We find excuses for everything
Published 12:00 am Friday, October 2, 2009
Excuses are becoming the American way. Or rather, excuses have become the American way.
There’s an excuse for everything, from everyone.
I make them. I find all kinds of excuses for why I don’t have time to clean up, wash clothes or go to the grocery store. And nowadays especially, get all my work done.
My daughter makes them. She doesn’t have time to pick up her toys or her clothes or practice guitar because the Disney Channel has her undivided attention. She can’t go to sleep yet because she hasn’t seen this episode of “Hannah Montana” or that episode of “The Suite Life” in at least a month.
At work (not necessarily mine, just in general) it’s the same thing.
The most popular phrase these days is “I can’t.” It wouldn’t be so hard to say, “I’ll try my best to get it done,” but that’s just not the way many of today’s workers want to go.
Employees punch in then watch the clock, waiting for the time they can punch out again. What if a little extra is needed? By the time you get to their desk at 5:01, you can’t find them. It’s quitting time, and they’ve left the building.
I got an interesting e-mail recently, forwarded from a friend who got it from, well, it’s one of those forwarded e-mails. Anyway, it pretty much tells the story of what America has become. It’s about blame, but in the end, casting blame is just an excuse for not taking responsibility.
It reads:
“Let’s see if I understand how America works lately . . .
If a woman burns her thighs on the hot coffee she was holding in her lap while driving, she blames the restaurant.
If you smoke three packs a day for 40 years and die of lung cancer, your family blames the tobacco company.
If your daughter gets pregnant by the football captain you blame the school for poor sex education.
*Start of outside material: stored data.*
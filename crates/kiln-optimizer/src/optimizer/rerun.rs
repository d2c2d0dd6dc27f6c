//! The rerun executor: one bundling cycle from snapshot to commit.
//!
//! A rerun snapshots the known and discovered dep set, hands it to the
//! bundler, and decides from the returned hashes whether the result can
//! be committed silently or requires a full browser reload. The
//! `currently_processing` flag is set before the first await and cleared
//! only after the cycle ends, so at most one rerun is ever in flight;
//! overlapping requests park in the scheduler's enqueued slot.

use super::DepsOptimizer;
use crate::boundary::{BundleOutcome, BundleTransaction, ServerEvent};
use crate::metadata::{DepInfo, DepKind, OptimizerMetadata};
use crate::processing::ProcessingBarrier;
use crate::{Error, Result};
use indexmap::IndexMap;
use std::sync::Arc;

impl DepsOptimizer {
    /// Run reruns until no follow-up is enqueued.
    ///
    /// The caller must have set `currently_processing`.
    pub(crate) async fn rerun_loop(self: &Arc<Self>) {
        loop {
            self.rerun_once().await;
            let again = {
                let mut state = self.state.lock();
                state.currently_processing = false;
                if state.rerun_enqueued && !state.closed {
                    state.rerun_enqueued = false;
                    state.currently_processing = true;
                    true
                } else {
                    false
                }
            };
            if !again {
                break;
            }
        }
    }

    async fn rerun_once(self: &Arc<Self>) {
        let new_deps = {
            let mut state = self.state.lock();
            // Any pending debounce timer is superseded by this cycle.
            state.debounce_generation += 1;

            if state.metadata.discovered.is_empty() {
                return;
            }

            // Snapshot in insertion order; the processing signal stays
            // behind with the discovered entries.
            let mut new_deps = state.metadata.optimized.clone();
            for (id, info) in &state.metadata.discovered {
                let mut copy = info.clone();
                copy.processing = None;
                new_deps.insert(id.clone(), copy);
            }

            state.new_deps_discovered = false;
            let barrier = std::mem::replace(&mut state.barrier, ProcessingBarrier::new());
            state.resolve_queue.push(barrier);
            new_deps
        };

        tracing::debug!("re-bundling {} dependencies", new_deps.len());
        let outcome = match self.bundler.bundle(&self.config, new_deps, false).await {
            Ok(outcome) => outcome,
            Err(e) => {
                self.fail_processing(&Error::Bundler(e));
                return;
            }
        };

        if let Err(e) = self.finish_processing(outcome).await {
            self.fail_processing(&e);
        }
    }

    async fn finish_processing(self: &Arc<Self>, outcome: BundleOutcome) -> Result<()> {
        let BundleOutcome {
            metadata: new_metadata,
            transaction,
        } = outcome;

        let (mismatches, needs_reload, discovered_while_bundling) = {
            let state = self.state.lock();
            let mismatches =
                find_interop_mismatches(&state.metadata.discovered, &new_metadata.optimized);
            let hash_changed = state.metadata.hash != new_metadata.hash;
            let file_hash_changed = state.metadata.optimized.iter().any(|(id, info)| {
                new_metadata
                    .optimized
                    .get(id)
                    .is_none_or(|bundled| bundled.file_hash != info.file_hash)
            });
            let needs_reload = !mismatches.is_empty() || hash_changed || file_hash_changed;
            (mismatches, needs_reload, state.new_deps_discovered)
        };

        if !needs_reload {
            self.commit_processing(new_metadata, transaction, false)
                .await?;
            self.schedule_new_deps_log();
        } else if discovered_while_bundling {
            // The result is already stale; a follow-up rerun covering the
            // fresh discoveries is scheduled, and the enqueued waiters
            // resolve when that one commits. One reload instead of two.
            tracing::debug!("delaying reload: new dependencies were discovered while bundling");
            transaction.cancel().await.map_err(Error::Bundler)?;
        } else {
            self.commit_processing(new_metadata, transaction, true)
                .await?;
            for id in &mismatches {
                tracing::warn!(
                    "dependency {id} switched ESM/CJS interop after bundling; a full page reload is required"
                );
            }
            tracing::info!("optimized dependencies changed, reloading page");
            self.server.invalidate_module_graph();
            self.server.broadcast(ServerEvent::full_reload()).await;
        }
        Ok(())
    }

    async fn commit_processing(
        &self,
        mut new_metadata: OptimizerMetadata,
        transaction: Box<dyn BundleTransaction>,
        needs_reload: bool,
    ) -> Result<()> {
        // The only point where bundler side effects become durable.
        transaction.commit().await.map_err(Error::Bundler)?;

        let queue = {
            let mut state = self.state.lock();

            // Deps discovered while the bundler ran are not in this
            // result; carry them into the new snapshot for the next
            // rerun.
            let carried: Vec<DepInfo> = state
                .metadata
                .discovered
                .values()
                .filter(|info| !new_metadata.optimized.contains_key(&info.id))
                .cloned()
                .collect();
            for info in carried {
                new_metadata.add(DepKind::Discovered, info)?;
            }

            if !needs_reload {
                // Keep every browser hash the browser has already seen,
                // so its module cache stays warm. Entries that were
                // discovered keep the provisional hash they were served
                // under.
                new_metadata.browser_hash = state.metadata.browser_hash.clone();
                let browser_hash = new_metadata.browser_hash.clone();
                for chunk in new_metadata.chunks.values_mut() {
                    chunk.browser_hash = browser_hash.clone();
                }
                for (id, info) in new_metadata.optimized.iter_mut() {
                    if let Some(previous) = state
                        .metadata
                        .optimized
                        .get(id)
                        .or_else(|| state.metadata.discovered.get(id))
                    {
                        info.browser_hash = previous.browser_hash.clone();
                    }
                }
            }

            // Waiters that still hold a discovered entry observe the
            // committed values before the snapshot swap.
            for (id, info) in new_metadata.optimized.iter() {
                if let Some(discovered) = state.metadata.discovered.get_mut(id) {
                    discovered.browser_hash = info.browser_hash.clone();
                    discovered.file_hash = info.file_hash.clone();
                    discovered.needs_interop = info.needs_interop;
                    discovered.processing = None;
                }
            }

            state.metadata = new_metadata;
            std::mem::take(&mut state.resolve_queue)
        };

        // Signalled only after the swap: a waiter that wakes up finds its
        // entry in `optimized`.
        for barrier in queue {
            barrier.resolve();
        }
        Ok(())
    }

    /// Bundler failure: keep the committed snapshot, force rediscovery,
    /// and unwedge every waiter.
    fn fail_processing(&self, error: &Error) {
        tracing::error!("dependency bundling failed: {error}");
        let queue = {
            let mut state = self.state.lock();
            state.metadata.discovered.clear();
            state.newly_registered.clear();
            std::mem::take(&mut state.resolve_queue)
        };
        for barrier in queue {
            barrier.resolve();
        }
    }
}

/// Ids whose interop requirement changed between what the browser may
/// have been served and what the bundler concluded.
///
/// An undecided entry conflicts only with a `true` conclusion: the
/// browser could have received the unwrapped form.
fn find_interop_mismatches(
    discovered: &IndexMap<String, DepInfo>,
    optimized: &IndexMap<String, DepInfo>,
) -> Vec<String> {
    let mut mismatches = Vec::new();
    for (id, discovered_info) in discovered {
        if let Some(optimized_info) = optimized.get(id) {
            let conflict = match (discovered_info.needs_interop, optimized_info.needs_interop) {
                (Some(before), Some(after)) => before != after,
                (None, Some(true)) => true,
                _ => false,
            };
            if conflict {
                mismatches.push(id.clone());
            }
        }
    }
    mismatches
}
If your neighbor crashes into a tree while driving home drunk, you blame the bartender.
If your cousin gets AIDS because the needle he used to shoot up with heroin was dirty, you blame the government for not providing clean ones.
If your grandchildren are brats without manners, you blame television.
If your friend is shot by a deranged madman, you blame the gun manufacturer.
If a crazed person climbs into the cockpit of an airliner and tries to kill the pilots at 35,000 feet and the passengers kill him instead, the mother of the deceased blames the airline.
I must have lived too long to understand the world as it is anymore.
So, if I die while my old, wrinkled ass is parked in front of this computer, I want you to blame Bill Gates, OK?”